Take the bus tour I suggested.  If you want I'll go look through my "files", i.e. bag of stuff, and get you the name.  Also they rotate which museums are closed so not all are closed the same day.  There is a smaller museum that has more Impressionist paintings in it.  It is on the right bank within the Tuillerie Gardens.  Can't remember the name, Organgerie?


----------



## Corinne (Jan 8, 2008)

*We liked the Rodin Museum*

We just returned from Paris - our second trip.  Having seen all the major sights the first time, we concentrated on re-visiting favorites (including Musee d'Orsay) and finding new ones.  We really liked the Rodin Museum, which has both indoor galleries as well as very nice gardens with some of Rodin's larger sculptures (The Thinker, for one).  Informative audio tours are available in English. 

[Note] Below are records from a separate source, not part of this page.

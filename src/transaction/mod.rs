//! Transactions: the income and expenses recorded by each user.
//!
//! This module contains everything related to transactions:
//! - The `Transaction` model and the request schema for creating one
//! - The store trait and its SQLite implementation
//! - The user-scoped service functions and their HTTP endpoints

mod domain;
mod endpoints;
mod service;
mod store;

pub use domain::{
    AmountInput, NewTransaction, Transaction, TransactionId, TransactionPayload, TransactionType,
};
pub use endpoints::{create_transaction_endpoint, get_transactions_endpoint};
pub use service::{create_transaction, list_transactions};
pub use store::{SQLiteTransactionStore, TransactionStore};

This museum is not huge, so you may have time to do other things as well.  We also visited the Orangerie this visit, mostly to see Monet's Waterlilies paintings.  Very impressive. 

Notre Dame, if you've not seen it, is lovely, and we liked climbing the steps to the tower to get the views and see the gargoyles up close and personal.  The wait to climb to the tower is often long.  Just in front of Notre Dame, below street level, is an archaeological museum which houses building structures dating back to the Roman era.  They discovered them when doing some construction in the area.  The exhibit does a good job at telling the history of Paris, back to pre-Roman days. Quite fascinating, and worth an hour of your time.  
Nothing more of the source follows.